The explosion of Electronic Dance Music (EDM) is largely associated with events in physical places—Ibiza, Las Vegas, New York, and the booming market of destination festivals like Ultra and Electric Daisy Carnival. But thanks to new service Mixify Clubcast, college students in, say, Topeka, Kansas, can have the same immersive experience with superstar DJs without either having to travel.
The service enables venues to host a high-quality two-way livestream during which both fans and DJs can see each other on large flat-panel HD screens. With the right in-venue production, the experience can be nearly identical to an in-person performance, opening potentially huge opportunities for the EDM industry in smaller and international markets. Mixify Clubcast has already facilitated successful events in cities like Boise, Idaho, and Champaign, Illinois, and will be in 12 to 15 U.S. markets by the end of January, including Sarasota, Atlanta, and San Antonio, according to Mixify founder and CEO David Moricca. After that, the focus will be international–places like Singapore, Malaysia, and Latin America, where, Moricca says, exists “80% of the opportunity.”

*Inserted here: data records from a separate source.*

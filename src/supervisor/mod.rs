//! The card supervisor: state machine, command queue dispatch, and the
//! client-facing "touch" entry point (§4.6, §4.7).
//!
//! Concurrency primitives (`CommandQueue`, `AccessSemaphore`) are traits
//! rather than a concrete RTOS binding, so the state machine here is
//! portable and host-testable; see `host` below for the `std`-backed
//! doubles used by this crate's own tests.

use crate::driver::{AcquireOpts, CardDriver};
use crate::fs::Filesystem;
use crate::power::PowerControl;
use crate::transport::Transport;
use crate::{debug, warn};
use core::cell::{Cell, RefCell};
use embedded_hal::delay::DelayNs;

/// Supervisor state (§3).
#[cfg_attr(feature = "defmt-log", derive(defmt::Format))]
#[derive(Debug, Copy, Clone, PartialEq, Eq)]
pub enum State {
    /// No card detected; power off; unmounted.
    NotPresent,
    /// Card present, mounted, powered down, not initialized.
    LowPower,
    /// Card powered up, initialized, ready for I/O.
    Ready,
    /// Init failed after retries; access locked out until a timeout clears it.
    Error,
}

/// Command-queue entries (§3).
#[cfg_attr(feature = "defmt-log", derive(defmt::Format))]
#[derive(Debug, Copy, Clone, PartialEq, Eq)]
pub enum Command {
    /// The blocking receive expired.
    Timeout,
    /// A client wants to use the card.
    Access,
    /// Explicit request to sleep the card.
    GoLowPower,
    /// The card-detect pin changed.
    IoEvent,
}

/// Errors the filesystem glue (or any client) observes from the supervisor.
#[cfg_attr(feature = "defmt-log", derive(defmt::Format))]
#[derive(Debug, Copy, Clone)]
pub enum Error {
    /// The card did not reach `Ready` within the access window.
    Timeout,
}

/// Timing and retry knobs (§4.6/§5), with the spec's literal defaults.
#[cfg_attr(feature = "defmt-log", derive(defmt::Format))]
#[derive(Debug, Clone)]
pub struct SupervisorConfig {
    /// How long the queue receive blocks while `Ready`/`Error`, in ms,
    /// before a `Timeout` command is synthesised.
    pub idle_shutoff_ms: u32,
    /// Bound on a client's semaphore wait while requesting access, in ms.
    pub access_timeout_ms: u32,
    /// Card-detect debounce delay, in microseconds.
    pub debounce_us: u32,
    /// Number of `initialize()` attempts before declaring `Error`.
    pub init_retries: u32,
    /// Delay between init attempts, in microseconds.
    pub init_retry_delay_us: u32,
}

impl Default for SupervisorConfig {
    fn default() -> Self {
        SupervisorConfig {
            idle_shutoff_ms: 1_000,
            access_timeout_ms: 500,
            debounce_us: 10_000,
            init_retries: 5,
            init_retry_delay_us: 100_000,
        }
    }
}

/// A bounded (capacity 2), drop-newest-on-overflow command queue.
pub trait CommandQueue {
    /// Enqueue a command without blocking. Returns `false` if the queue was
    /// full and the command was dropped.
    fn send(&self, command: Command) -> bool;

    /// Block for up to `timeout_ms` (or indefinitely, if `None`) for a
    /// command. Returns `None` on timeout.
    fn receive(&self, timeout_ms: Option<u32>) -> Option<Command>;
}

/// A single binary semaphore used both as a mutex around the command-queue
/// round trip and as the completion signal back to a waiting client.
pub trait AccessSemaphore {
    /// Take the semaphore, blocking up to `timeout_ms`. Returns `false` on
    /// timeout.
    fn take(&self, timeout_ms: u32) -> bool;

    /// Release the semaphore.
    fn give(&self);
}

/// Samples the physical card-detect pin.
pub trait CardDetect {
    /// True if a card is currently inserted.
    fn is_present(&self) -> bool;
}

/// Owns the card's power/presence state machine and serializes client
/// access to the one card slot.
pub struct Supervisor<T, P, Q, S, D, F, DELAY>
where
    T: Transport,
    P: PowerControl,
    Q: CommandQueue,
    S: AccessSemaphore,
    D: CardDetect,
    F: Filesystem,
    DELAY: DelayNs,
{
    driver: CardDriver<T>,
    power: RefCell<P>,
    queue: Q,
    semaphore: S,
    detect: D,
    filesystem: F,
    delay: RefCell<DELAY>,
    state: Cell<State>,
    dispatching: Cell<bool>,
    config: SupervisorConfig,
}

impl<T, P, Q, S, D, F, DELAY> Supervisor<T, P, Q, S, D, F, DELAY>
where
    T: Transport,
    P: PowerControl,
    Q: CommandQueue,
    S: AccessSemaphore,
    D: CardDetect,
    F: Filesystem,
    DELAY: DelayNs,
{
    /// Build a supervisor. Mirrors `FS_init`'s behavior of seeding an
    /// initial `IoEvent` if the card is already present at construction, so
    /// a card inserted before power-on is picked up without waiting for a
    /// detect-pin edge.
    #[allow(clippy::too_many_arguments)]
    pub fn new(
        transport: T,
        acquire_opts: AcquireOpts,
        power: P,
        queue: Q,
        semaphore: S,
        detect: D,
        filesystem: F,
        delay: DELAY,
        config: SupervisorConfig,
    ) -> Self {
        let present = detect.is_present();
        let sup = Supervisor {
            driver: CardDriver::with_options(transport, acquire_opts),
            power: RefCell::new(power),
            queue,
            semaphore,
            detect,
            filesystem,
            delay: RefCell::new(delay),
            state: Cell::new(State::NotPresent),
            dispatching: Cell::new(false),
            config,
        };
        if present {
            sup.queue.send(Command::IoEvent);
        }
        sup
    }

    /// Current supervisor state.
    pub fn state(&self) -> State {
        self.state.get()
    }

    /// The underlying card driver, for I/O after a successful [`Supervisor::touch`].
    pub fn driver(&self) -> &CardDriver<T> {
        &self.driver
    }

    /// Run one supervisor dispatch cycle (§4.6): receive one command
    /// (blocking, with a finite wait while `Ready`/`Error` and an unbounded
    /// wait otherwise), dispatch it, then signal the access semaphore and
    /// implicitly re-enable the card-detect interrupt (modeled here as a
    /// no-op; a real binding re-enables its own IRQ after this call
    /// returns).
    pub fn run_once(&self) {
        let timeout = match self.state.get() {
            State::Ready | State::Error => Some(self.config.idle_shutoff_ms),
            State::NotPresent | State::LowPower => None,
        };
        let command = self.queue.receive(timeout).unwrap_or(Command::Timeout);

        self.dispatching.set(true);
        match command {
            Command::IoEvent => self.handle_io_event(),
            Command::Access => self.handle_access(),
            Command::GoLowPower | Command::Timeout => self.handle_idle_or_sleep(),
        }
        self.dispatching.set(false);

        self.semaphore.give();
    }

    fn handle_io_event(&self) {
        self.delay.borrow_mut().delay_us(self.config.debounce_us);
        let present = self.detect.is_present();

        if present {
            if self.state.get() == State::NotPresent {
                match self.filesystem.mount() {
                    Ok(()) => {
                        self.state.set(State::LowPower);
                        debug!("card connected, mounted");
                    }
                    Err(_) => warn!("mount failed"),
                }
            }
        } else if self.state.get() != State::NotPresent {
            let _ = self.filesystem.unmount();
            self.state.set(State::NotPresent);
            self.power_down();
            debug!("card disconnected, unmounted");
        }
    }

    fn handle_access(&self) {
        if self.state.get() == State::LowPower {
            self.power_up();
            if self.init_with_retries() {
                self.state.set(State::Ready);
                debug!("card ready");
            } else {
                self.power_down();
                self.state.set(State::Error);
                warn!("sd init failure, locking out until timeout");
            }
        }
    }

    fn handle_idle_or_sleep(&self) {
        match self.state.get() {
            State::Ready => {
                self.power_down();
                self.state.set(State::LowPower);
            }
            State::Error => {
                self.state.set(State::LowPower);
            }
            State::NotPresent | State::LowPower => {}
        }
    }

    fn init_with_retries(&self) -> bool {
        for _ in 0..self.config.init_retries {
            if self.driver.initialize().is_ok() {
                return true;
            }
            self.delay.borrow_mut().delay_us(self.config.init_retry_delay_us);
        }
        false
    }

    fn power_up(&self) {
        let _ = self.power.borrow_mut().power_up();
        self.driver.deinitialize();
    }

    fn power_down(&self) {
        let _ = self.power.borrow_mut().power_down();
        self.driver.deinitialize();
    }

    /// Client entry point (§4.7): ensure the card is powered and
    /// initialized, resetting the idle-shutoff timer.
    ///
    /// Re-entrant calls made from inside a dispatch cycle (e.g. the
    /// filesystem's mount callback touching the driver) return success
    /// immediately rather than deadlocking against the very dispatch that's
    /// calling them.
    pub fn touch(&self) -> bool {
        if self.dispatching.get() {
            return true;
        }

        if self.state.get() == State::Ready {
            self.queue.send(Command::Access);
            return true;
        }

        if !self.semaphore.take(self.config.access_timeout_ms) {
            return false;
        }
        self.queue.send(Command::Access);
        if !self.semaphore.take(self.config.access_timeout_ms) {
            return false;
        }
        self.semaphore.give();

        self.state.get() == State::Ready
    }

    /// [`Supervisor::touch`], as a `Result` for idiomatic call sites.
    pub fn ensure_ready(&self) -> Result<(), Error> {
        if self.touch() {
            Ok(())
        } else {
            Err(Error::Timeout)
        }
    }
}



// ****************************************************************************
//
// End Of File
//
// ****************************************************************************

Clubcast is offered by Mixify.com, an online EDM livestreaming service that allows DJs to put on virtual shows via the web and a mobile app and chat with fans. “As Mixify.com got more industry awareness, we had a trickling in of agents in secondary and tertiary markets,” says Moricca. “They explained that in their markets they couldn’t make it work with the logistics and fees to get artists out there. The idea was can we create an experience using our technology that’s compelling to fans in a venue?” In addition to high audio quality, which the Mixify platform already had, Moricca realized that a venue-based event with a crowd needed to recreate the live experience in every possible way. “It needed to be two-way,” he says. “The artist had to be able to see dance floor getting more crowded, see the attendees interact.” Mixify also has a best-practices document that details the venue’s ideal production setup, from the angle of the projector to the placement of the artist’s custom visuals. In the best events, the screens are positioned to make the artist larger than life so that it feels like he’s in the room. Venues also use smoke machines, confetti, special lighting, and other tangible elements that make live DJ sets exciting.
Moricca says that when the service was first piloted in Boise, the promoters, artists, and venue were all skeptical, wondering how fans would react. “But within two to three minutes, we saw fans go from looking up at the screens in bewilderment to dancing and partying.” He adds that at the first event in July, which featured two local artists onsite and rising Atlanta DJ Popeska streaming from afar, “the dance floor was the most crowded for the remote artist.” Other DJs streamed via Clubcast have included L.A. star Schoolboy and breakout DJ Deorro, whose label Panda Funk hosted a showcase that streamed into a venue in Champaign.
“The best artists for us are mid- to upper-midlevel acts,” says Moricca. “Artists who aren’t yet at the level of Deadmau5 and Tiesto, but who are trending and in a lot of demand–but the venues and agents aren’t sure if it’s worth the trip. So the remote sets are also market research.”
Mixify.com still remains an active platform, and the company has successfully monetized it through partner programs and enhanced services for participating DJs, including detailed social metrics that help artists leverage their social-media engagement into booking fees. But Moricca believes venue-based streaming is where the company’s real growth opportunity lives.
“Working with venues offers a more robust revenue model–it’s where the revenue is already flowing, in bookings,” says Moricca. The challenge is in determining the price point for each artist in this new virtual format. “We’re essentially negotiating on behalf of the managers and agents, but there is no established market for this–you know what rate the artists are being booked at for in-person performances, so we’re navigating the digital side. We sit in an interesting position. We want the venues and promoters to be successful, but at the same time our relationships are about growing the artists and managers. So we’re working on finding a happy medium and determining what a physical booking rate translates into a virtual booking.”
Mixify Clubcast is still in very early stages, but success of the events so far, combined with the global demand for EDM and the clear business model, are strong indicators.
“I think why this will work ultimately is that it’s purely additive to everyone,” says Moricca. “From an artist and management perspective, you’re not cannibalizing your major markets–it’s not New York and L.A., it’s Auburn, Indiana, and you get new market research and reach. On an international scale, given that it’s really hard to get to Asia and Latin America, the opportunity is huge. If we can figure out a way to make the economics work in these smaller markets without agents and artists losing booking fees, it can be really, really successful.”